Friday, March 14, 2008


On this cold, rainy, foggy, not pretty day, we decided to venture out and discover some more German history. Fun, no? We decided to stay close to home and headed towards Regensburg to visit the Walhalla. Remember the Hall of Liberation from Kelheim? Well, the Walhalla was the idea of and commissioned by the same crazy (?), mad (?), King Ludwig I that imagined and commissioned the Hall of Liberation. (A little historical clarification in case some history buff tries to beat me up - King Ludwig actually had the idea when he was just a mere Crown Prince. Creating the busts of the great figures of Germany started then. The Walhalla was completed when he was a king.)
The Walhalla is a temple intended to commemorate all the great figures and events of ethnic German history. Although the busts were created as early as 1807, it wasn't until 1826 that the Walhalla building was commissioned and Ludwig wanted it modeled after the Parthenon in Athens. The inauguration was October 18, 1842 and there were 96 busts plus 64 plaques on the wall for people who no picture was available to make a bust. A quick fun fact for you - the qualification to be included in the Walhalla, besides being great was to speak in the German tongue so the busts in the Walhalla are not all from modern day Germany but also from Switzerland, Czech Republic, Austria, Poland, Sweden, Netherlands, United Kingdom and the Baltic States. Since inauguration only 31 busts have been added, including Albert Einstein in 1990. We found him and he is all shiny and new compared to all those old guys who have been sitting in there for 150 years.
Here are our pictures - enjoy!

The Walhalla from the road along the Danube

It's a nice day to be a tourist

One of the highlights of Luke's visit to the Walhalla - the stairs

The back of the Walhalla

The view from the side - that is the Danube through all the fog - the drop from the front and sides of the Walhalla is HUGE. There were warning signs saying that serious injuries have occurred here and we have to be responsible for ourselves and our children. That was a little freaky. And no, there are no guard rails, anywhere so the fall really could be deadly.

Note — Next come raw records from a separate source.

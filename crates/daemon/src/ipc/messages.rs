//! IPC message types for CLI-daemon communication.
//!
//! This module defines the request and response types exchanged over the
//! daemon's Unix Domain Socket.

use protocol::SessionInfo;
use serde::{Deserialize, Serialize};

/// Requests that can be sent from the CLI to the daemon.
#[derive(Debug, Clone, Serialize, Deserialize, PartialEq)]
pub enum IpcRequest {
    /// Check if the daemon is alive.
    Ping,
    /// Get the current status of the daemon.
    Status,
    /// Request the daemon to stop gracefully.
    Stop,
    /// List all live sessions.
    ListSessions,
    /// Terminate a session by ID.
    DestroySession {
        /// The session to terminate.
        session_id: String,
    },
}

/// Responses sent from the daemon to the CLI.
#[derive(Debug, Clone, Serialize, Deserialize, PartialEq)]
pub enum IpcResponse {
    /// Response to a Ping request.
    Pong,
    /// Current daemon status.
    Status {
        /// Whether the daemon is running.
        running: bool,
        /// Uptime in seconds.
        uptime_secs: u64,
        /// Number of live sessions.
        session_count: usize,
        /// Number of connected relay observers.
        observer_count: usize,
        /// Address the relay is listening on.
        bind_addr: String,
    },
    /// Acknowledgment that the daemon is stopping.
    Stopping,
    /// Live sessions in creation order.
    Sessions {
        /// Information about each session.
        sessions: Vec<SessionInfo>,
    },
    /// Confirmation that a session was destroyed.
    SessionDestroyed {
        /// The ID of the destroyed session.
        session_id: String,
    },
    /// An error occurred processing the request.
    Error {
        /// Human-readable error message.
        message: String,
    },
}
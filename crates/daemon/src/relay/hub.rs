//! Observer fan-out.
//!
//! The hub is the orchestrator's network-facing subscriber. A single pump
//! task drains the orchestrator subscription, keeps a mirror of the live
//! session list, and copies every event into each observer's bounded queue.
//! An observer whose queue is full is disconnected instead of losing events
//! silently; it resynchronizes through the list sent on its next connection.

use std::collections::HashMap;
use std::sync::atomic::{AtomicU64, Ordering};
use std::sync::{Arc, Mutex, MutexGuard, PoisonError};

use protocol::{ServerEvent, SessionInfo};
use tokio::sync::mpsc;
use tokio_util::sync::CancellationToken;

use crate::session::{SessionEvent, SessionOrchestrator};

/// Unique identifier for a connected observer.
pub type ObserverId = u64;

/// Statistics about an observer's queue.
#[derive(Debug, Clone, Copy, Default, PartialEq, Eq)]
pub struct ObserverStats {
    /// Events queued successfully.
    pub events_sent: u64,
}

/// A registered observer's outbound queue.
struct ObserverHandle {
    tx: mpsc::Sender<ServerEvent>,
    stats: ObserverStats,
}

impl ObserverHandle {
    /// Queues an event without waiting. Returns false if the observer must go.
    fn try_send(&mut self, id: ObserverId, event: ServerEvent) -> bool {
        match self.tx.try_send(event) {
            Ok(()) => {
                self.stats.events_sent += 1;
                true
            }
            Err(mpsc::error::TrySendError::Full(_)) => {
                tracing::warn!(
                    observer_id = id,
                    sent = self.stats.events_sent,
                    "Observer queue full, disconnecting"
                );
                false
            }
            Err(mpsc::error::TrySendError::Closed(_)) => {
                tracing::debug!(observer_id = id, "Observer channel closed");
                false
            }
        }
    }
}

#[derive(Default)]
struct HubState {
    sessions: Vec<SessionInfo>,
    observers: HashMap<ObserverId, ObserverHandle>,
}

impl HubState {
    fn apply(&mut self, event: &SessionEvent) {
        match event {
            SessionEvent::Created(info) => self.sessions.push(info.clone()),
            SessionEvent::Destroyed(id) | SessionEvent::Exited { id, .. } => {
                self.sessions.retain(|session| &session.id != id)
            }
            SessionEvent::Output { .. } => {}
        }
    }

    fn broadcast(&mut self, event: ServerEvent) {
        self.observers
            .retain(|id, handle| handle.try_send(*id, event.clone()));
    }
}

struct HubInner {
    state: Mutex<HubState>,
    capacity: usize,
    next_id: AtomicU64,
}

impl HubInner {
    fn state(&self) -> MutexGuard<'_, HubState> {
        self.state.lock().unwrap_or_else(PoisonError::into_inner)
    }
}

/// Broadcasts orchestrator events to every connected observer.
#[derive(Clone)]
pub struct RelayHub {
    inner: Arc<HubInner>,
}

impl std::fmt::Debug for RelayHub {
    fn fmt(&self, f: &mut std::fmt::Formatter<'_>) -> std::fmt::Result {
        f.debug_struct("RelayHub")
            .field("capacity", &self.inner.capacity)
            .field("observers", &self.observer_count())
            .finish()
    }
}

impl RelayHub {
    /// Subscribes to `orchestrator` and starts the pump task.
    ///
    /// The pump stops when `cancel` fires, dropping every observer queue.
    pub fn start(
        orchestrator: &SessionOrchestrator,
        capacity: usize,
        cancel: CancellationToken,
    ) -> Self {
        let (sessions, events) = orchestrator.subscribe();
        let hub = Self {
            inner: Arc::new(HubInner {
                state: Mutex::new(HubState {
                    sessions,
                    observers: HashMap::new(),
                }),
                capacity: capacity.max(1),
                next_id: AtomicU64::new(1),
            }),
        };

        tokio::spawn(pump(Arc::clone(&hub.inner), events, cancel));
        hub
    }

    /// Registers a new observer.
    ///
    /// The returned queue starts with the current session list; every later
    /// event follows it in order.
    pub fn register(&self) -> (ObserverId, mpsc::Receiver<ServerEvent>) {
        let id = self.inner.next_id.fetch_add(1, Ordering::Relaxed);
        // One extra slot for the initial list.
        let (tx, rx) = mpsc::channel(self.inner.capacity + 1);

        let mut state = self.inner.state();
        let mut handle = ObserverHandle {
            tx,
            stats: ObserverStats::default(),
        };
        if handle.try_send(id, ServerEvent::List(state.sessions.clone())) {
            state.observers.insert(id, handle);
            tracing::info!(observer_id = id, observers = state.observers.len(), "Observer registered");
        }

        (id, rx)
    }

    /// Removes an observer. Unknown ids are ignored.
    pub fn unregister(&self, id: ObserverId) {
        let mut state = self.inner.state();
        if state.observers.remove(&id).is_some() {
            tracing::info!(observer_id = id, observers = state.observers.len(), "Observer unregistered");
        }
    }

    /// Number of connected observers.
    pub fn observer_count(&self) -> usize {
        self.inner.state().observers.len()
    }

    /// Queue statistics for an observer, if still connected.
    pub fn observer_stats(&self, id: ObserverId) -> Option<ObserverStats> {
        self.inner.state().observers.get(&id).map(|h| h.stats)
    }

    /// Sessions as last reported by the orchestrator.
    pub fn sessions(&self) -> Vec<SessionInfo> {
        self.inner.state().sessions.clone()
    }
}

async fn pump(
    inner: Arc<HubInner>,
    mut events: mpsc::UnboundedReceiver<SessionEvent>,
    cancel: CancellationToken,
) {
    loop {
        let event = tokio::select! {
            _ = cancel.cancelled() => break,
            event = events.recv() => match event {
                Some(event) => event,
                None => break,
            },
        };

        let mut state = inner.state();
        state.apply(&event);
        state.broadcast(event.into());
    }

    let mut state = inner.state();
    state.observers.clear();
    tracing::debug!("Relay hub pump stopped");
}

#[cfg(test)]
mod tests {
    use super::*;
    use crate::config::SessionConfig;
    use std::time::Duration;
    use tempfile::TempDir;
    use tokio::time::timeout;

    fn orchestrator(home: &TempDir) -> SessionOrchestrator {
        let config = SessionConfig {
            shell: "/bin/sh".to_string(),
            ..SessionConfig::default()
        };
        SessionOrchestrator::with_home_dir(config, home.path())
    }

    async fn recv(rx: &mut mpsc::Receiver<ServerEvent>) -> Option<ServerEvent> {
        timeout(Duration::from_secs(5), rx.recv()).await.ok().flatten()
    }

    #[tokio::test]
    async fn test_new_observer_gets_list_first() {
        let home = TempDir::new().unwrap();
        let orch = orchestrator(&home);
        let a = orch.create_session("", Some("a"));
        let b = orch.create_session("", Some("b"));

        let hub = RelayHub::start(&orch, 64, CancellationToken::new());
        let (_, mut rx) = hub.register();

        assert_eq!(recv(&mut rx).await, Some(ServerEvent::List(vec![a, b])));
        assert_eq!(hub.observer_count(), 1);

        orch.shutdown();
    }

    #[tokio::test]
    async fn test_events_broadcast_to_all_observers() {
        let home = TempDir::new().unwrap();
        let orch = orchestrator(&home);
        let hub = RelayHub::start(&orch, 64, CancellationToken::new());

        let (_, mut first) = hub.register();
        let (_, mut second) = hub.register();
        assert_eq!(recv(&mut first).await, Some(ServerEvent::List(vec![])));
        assert_eq!(recv(&mut second).await, Some(ServerEvent::List(vec![])));

        let info = orch.create_session("", None);
        assert_eq!(recv(&mut first).await, Some(ServerEvent::Created(info.clone())));
        assert_eq!(recv(&mut second).await, Some(ServerEvent::Created(info.clone())));

        // The mirror follows the orchestrator.
        timeout(Duration::from_secs(1), async {
            while hub.sessions().is_empty() {
                tokio::task::yield_now().await;
            }
        })
        .await
        .unwrap();
        assert_eq!(hub.sessions(), vec![info]);

        orch.shutdown();
    }

    #[tokio::test]
    async fn test_slow_observer_is_disconnected() {
        let home = TempDir::new().unwrap();
        // Failed spawns emit created and exited synchronously with no output.
        let config = SessionConfig {
            shell: "/nonexistent/panehub-shell".to_string(),
            ..SessionConfig::default()
        };
        let orch = SessionOrchestrator::with_home_dir(config, home.path());
        let hub = RelayHub::start(&orch, 4, CancellationToken::new());

        let (slow_id, mut slow) = hub.register();
        let (fast_id, mut fast) = hub.register();
        assert!(matches!(recv(&mut fast).await, Some(ServerEvent::List(_))));

        for _ in 0..5 {
            let info = orch.create_session("", None);
            assert_eq!(recv(&mut fast).await, Some(ServerEvent::Created(info.clone())));
            assert_eq!(recv(&mut fast).await, Some(ServerEvent::exited(info.id, -1)));
        }

        assert!(hub.observer_stats(fast_id).is_some());
        assert!(hub.observer_stats(slow_id).is_none());
        assert_eq!(hub.observer_count(), 1);

        // The slow queue holds what fit, then reports closure.
        let mut drained = 0;
        while recv(&mut slow).await.is_some() {
            drained += 1;
        }
        assert_eq!(drained, 5);
    }

    #[tokio::test]
    async fn test_unregister() {
        let home = TempDir::new().unwrap();
        let orch = orchestrator(&home);
        let hub = RelayHub::start(&orch, 8, CancellationToken::new());

        let (id, _rx) = hub.register();
        assert!(hub.observer_stats(id).is_some());
        hub.unregister(id);
        hub.unregister(id);
        assert_eq!(hub.observer_count(), 0);
    }

    #[tokio::test]
    async fn test_cancel_closes_observer_queues() {
        let home = TempDir::new().unwrap();
        let orch = orchestrator(&home);
        let cancel = CancellationToken::new();
        let hub = RelayHub::start(&orch, 8, cancel.clone());

        let (_, mut rx) = hub.register();
        assert!(matches!(recv(&mut rx).await, Some(ServerEvent::List(_))));

        cancel.cancel();
        assert_eq!(recv(&mut rx).await, None);
        assert_eq!(hub.observer_count(), 0);
    }
}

The massive and impressive columns

Inside the WalhallaMarble busts, angels and chairs line the walls
Plaques of some of the greats along the wall near the ceiling
The inside, again - look at those massive doors! (And that little booth is where they took our 8 Euros so we could visit our marble friends)
King Ludwig I himself - commemorate me!
An ode to all my piano lessons - look! It's Bach!
And here is Albert, all shiny and new. (And kind of goofy looking)

These guys are originals - love the do's.

The Walhalla from the front stairs (there were 62 steps to the first platform)
Closer shot
By the massive front doors to the Walhalla
He totally wants to hug me.Time to leave the Walhalla

Was the visit worth 8 Euros? Well, it was pretty impressive but the Hall of Liberation was way cooler and only cost 6 Euros. The Walhalla didn't have any staircases or nooks to explore so we just stared at the heads and tried to find some familiar historical people. Since it was a gloomy day, there was little tourist traffic so for the majority of our time there, we were the only ones in the Walhalla. Which leads me to end with this...was it worth the 8 Euros? It was, if not for the simple fact that we got to see Luke do this (over and over and over).

Did the ticket lady enjoy it? Probably not, but I'm sure she's heard it before. But we thought it was pretty funny but that probably was because there was no one else in there with us that would be bothered by it. The acoustics in there are insane and he was LOUD! It was a nice visit and we get to check the famous Walhalla off our list.